First u.RAT Presentation at EBARC and Making vs. Collecting

Saleae Logic Analyzer- with an Arduino sketch that loops and continually sends the word “Hello”

My good friend Mike, KJ4Z and I had a nice chat about DX-ing vs. Making in the Ham Radio hobby. Mike made a comment that is so true – he said DX-ing is all about “collecting” and that over time there is less and less to collect and it gets harder to collect – meaning there is a certain “planned obsolescence” baked into that pursuit. Collecting is a very solitary pursuit – you really only care about your own collection. On the other hand, Making offers building and learning and as you go, and it gets easier as you go. I would add that because technology changes, the opportunity to grow is limitless. As long as you have some imagination, making never gets stale or obsolete.

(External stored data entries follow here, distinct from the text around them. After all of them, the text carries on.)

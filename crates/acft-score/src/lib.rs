//! Army Combat Fitness Test scoring.
//!
//! Raw event results are converted to points through age- and sex-specific standards
//! tables, and six event scores are summed into the overall test score.

pub mod config;
pub mod error;
pub mod scorecard;
pub mod scoring;
pub mod telemetry;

Mike has been doing the (modern) Maker thing longer than I have, although, back in the 90’s I did build several QRP transceivers as a way to try to get back into the hobby after being completely out of it since 1977. So “Making” is not new to me, but the world has changed since the days of stuffing PC boards with discrete components. Even after I stopped making QRP rigs, I did continue to design and build antennas and matching circuits.

From 2001 until 2013, I worked toward DXCC Honor Roll, and was pretty much a 100% dedicated DX-er. I was a full time collector and collected ATNO’s while being holed up by myself in my shack. .

I also made 8BDXCC, and soon will have 9BDXCC with 160M DXCC. The problem – its been so drop dead boring since Honor Roll, and yeah – I agree with Mike – the planned obsolescence really can get to you if all you do is wait around. I totally disagree with those who think adding new entities to keep the participants happy is the way to go. I find that as pathetic as someone who laments that things were so much better in the past – and so they anachronistically live for days that are long gone. They can have that.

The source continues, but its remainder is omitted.